CDK SEGNA, IL VAR ANNULLA: ennesimo pienone a San Siro per la capolista Inter, quasi 70mila le persone allo stadio stasera di cui poco più di cinquecento gli altri nerazzurri, quelli di Bergamo giunti a sostener la Dea per questo match che prende il via con un lungo possesso interista che però non porta ad occasioni. Alla prima palla utile invece l’Atalanta va in gol al decimo su un errore della difesa dell’Inter, recupera la palla Miranchuk che tira, Sommer respinge e il pallone finisce sui piedi di De Ketelaere che mette in rete; l’arbitro è però richiamato al Var in quanto nel contrasto in area tra Miranchuk e Bastoni e pesca un leggero tocco di braccio del russo che induce il direttore di gara ad annullare la rete atalantina.

DARMIAN SBLOCCA LA PARTITA: al quarto d’ora ci prova ancora la squadra del Gasp con Miranchuk da buona posizione, ma il tiro finisce alto sopra la traversa. Poi si vede l’Inter a ridosso del ventesimo quando Barella riceve un pallone filtrante in area, anticipa Carnesecchi e mette in rete ma in fuorigioco. Poi il gol buono l’Inter lo trova al ventiseiesimo con un pallone penetrante per Arnautovic, esce in scivolata bassa Carnesecchi, ma non trattiene e Darmian è il più lesto a mettere in rete l’1-0 per l’Inter. 

LAUTARO RADDOPPIA PRIMA DEL RIPOSO: sbloccato il match, l’Inter riesce a manovrare con più facilità e rendersi sempre pù pericolosa: al quarantesimo Pasalic si fa scippare la palla da Dimarco che serve Lautaro, il suo tiro schizza la traversa e finisce sul fondo. Sui titoli di coda del primo tempo però, l’Atalanta si deve arrendere ancora, stavolta a Lautaro che prende palla al limite, elude Hateboer e poi tiro a giro imprendibile sul primo palo: 2-0 all’intervallo e per la Dea la salita si fa sempre più impervia.

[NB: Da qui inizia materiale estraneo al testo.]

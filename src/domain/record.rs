//! Execution records for pipeline telemetry.
//!
//! An [`ExecutionRecord`] captures one pipeline run: when it started,
//! how it ended, and the ordered outcomes of each stage. Records are
//! mutated only by the run that owns them; once finished they are copied
//! immutably into the metrics history.

use chrono::{DateTime, Utc};
use serde::{Deserialize, Serialize};
use uuid::Uuid;

/// Characters of input kept in a record's summary.
const INPUT_SUMMARY_CHARS: usize = 50;

/// One pipeline run as seen by the metrics store
#[derive(Debug, Clone, Serialize, Deserialize)]
pub struct ExecutionRecord {
    /// Unique identifier for this run
    pub id: Uuid,

    /// Truncated representation of the input
    pub input_summary: String,

    /// When the run started
    pub started_at: DateTime<Utc>,

    /// When the run finished (if it has)
    pub finished_at: Option<DateTime<Utc>>,

    /// Wall time of the whole run in seconds, set at finish
    pub duration_seconds: Option<f64>,

    /// Current state of the run
    pub status: RunStatus,

    /// Per-stage outcomes, appended in execution order
    pub steps: Vec<StepRecord>,

    /// Error message, set only when the run failed
    pub error: Option<String>,
}

impl ExecutionRecord {
    /// Create a new running record for the given input
    pub fn new(input: &str) -> Self {
        Self {
            id: Uuid::new_v4(),
            input_summary: summarize_input(input),
            started_at: Utc::now(),
            finished_at: None,
            duration_seconds: None,
            status: RunStatus::Running,
            steps: Vec::new(),
            error: None,
        }
    }

    /// Check if the run is still in progress
    pub fn is_running(&self) -> bool {
        matches!(self.status, RunStatus::Running)
    }

    /// Check if the run has reached a terminal state
    pub fn is_finished(&self) -> bool {
        !self.is_running()
    }
}

/// Truncate an input text for display: the first 50 characters plus an
/// ellipsis when longer.
pub fn summarize_input(input: &str) -> String {
    let mut chars = input.chars();
    let summary: String = chars.by_ref().take(INPUT_SUMMARY_CHARS).collect();
    if chars.next().is_some() {
        format!("{}...", summary)
    } else {
        summary
    }
}

/// State of a pipeline run
#[derive(Debug, Clone, Copy, PartialEq, Eq, Serialize, Deserialize)]
#[serde(rename_all = "snake_case")]
pub enum RunStatus {
    /// Currently executing
    Running,

    /// Completed successfully
    Success,

    /// Failed with an error
    Failure,
}

/// Outcome of a single stage, recorded after all retries
#[derive(Debug, Clone, Copy, PartialEq, Eq, Serialize, Deserialize)]
#[serde(rename_all = "snake_case")]
pub enum StepOutcome {
    /// The stage eventually succeeded
    Success,

    /// The stage failed after exhausting its retry attempts
    Failure,
}

/// One stage outcome within a run.
///
/// The duration covers the whole retried invocation of the stage,
/// including backoff sleeps, not a single attempt.
#[derive(Debug, Clone, Serialize, Deserialize)]
pub struct StepRecord {
    /// Stage name
    pub name: String,

    /// Wall time in seconds across all attempts of this stage
    pub duration_seconds: f64,

    /// Final post-retry outcome
    pub status: StepOutcome,

    /// When the stage finished
    pub timestamp: DateTime<Utc>,
}

impl StepRecord {
    /// Create a step record stamped with the current time
    pub fn new(name: impl Into<String>, duration_seconds: f64, status: StepOutcome) -> Self {
        Self {
            name: name.into(),
            duration_seconds,
            status,
            timestamp: Utc::now(),
        }
    }
}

RIPRESA, VAR E RIGORE, L’INTER FA TRIS: si apre la ripresa e subito un episodio destinato a cambiar nuovamente la partita dopo una azione in area, il pallone assume una traiettoria strana che sembra uscire con il guardalinee che alza la bandierina, il pallone viene giocato però da Dumfries, sul cui cross c’è tocco di mano di Hateboer.: si controlla al Var dopo oltre tre minuti di attesa l’arbitro va a rivederlo ed assegna il rigore all’Inter: Lautaro calcia, Carnesecchi para ma sulla ribattuta c’è lesto Di Marco a metter dentro il 3-0 che, di fatto, chiude la gara.

GASP CAMBIA, FRATTESI SEGNA IL 4-0: capito che non c’è più molto da fare, Gasp ne cambia quattro in un colpo solo: fuori Miranchuk, Koopmeiners, Kolasinac e Scalvini, entrano Lookman, Adopo, BAkker e Hien. La gara a questo punto ha davvero poco da dire anche se l’Inter riuscirà a trovare anche il quarto gol al ventiseiesimo sugli sviluppi di un calcio di punizione dalla fascia destra, Frattesi taglia sul primo palo e di testa mette alle spalle di Carnesecchi il gol del 4-0.

DIMENTICARE E IN FRETTA: negli ultimi minuti c’è spazio anche per Tourè che entra al posto di CDK. Cinque di recupero e quella che, sin qui, è la peggior sconfitta stagionale dell’Atalanta può andar in archivio. Troppa Inter per i ragazzi del Gasp che non sfigurano e possono anche recriminare su qualche episodio risultato poi decisivo. Prima sconfitta da metà dicembre ad oggi che va metabolizzata nel modo giusto: voltando pagina e pensando alla sfida al Bologna di domenica: un vero e proprio scontro diretto con vista quarto posto.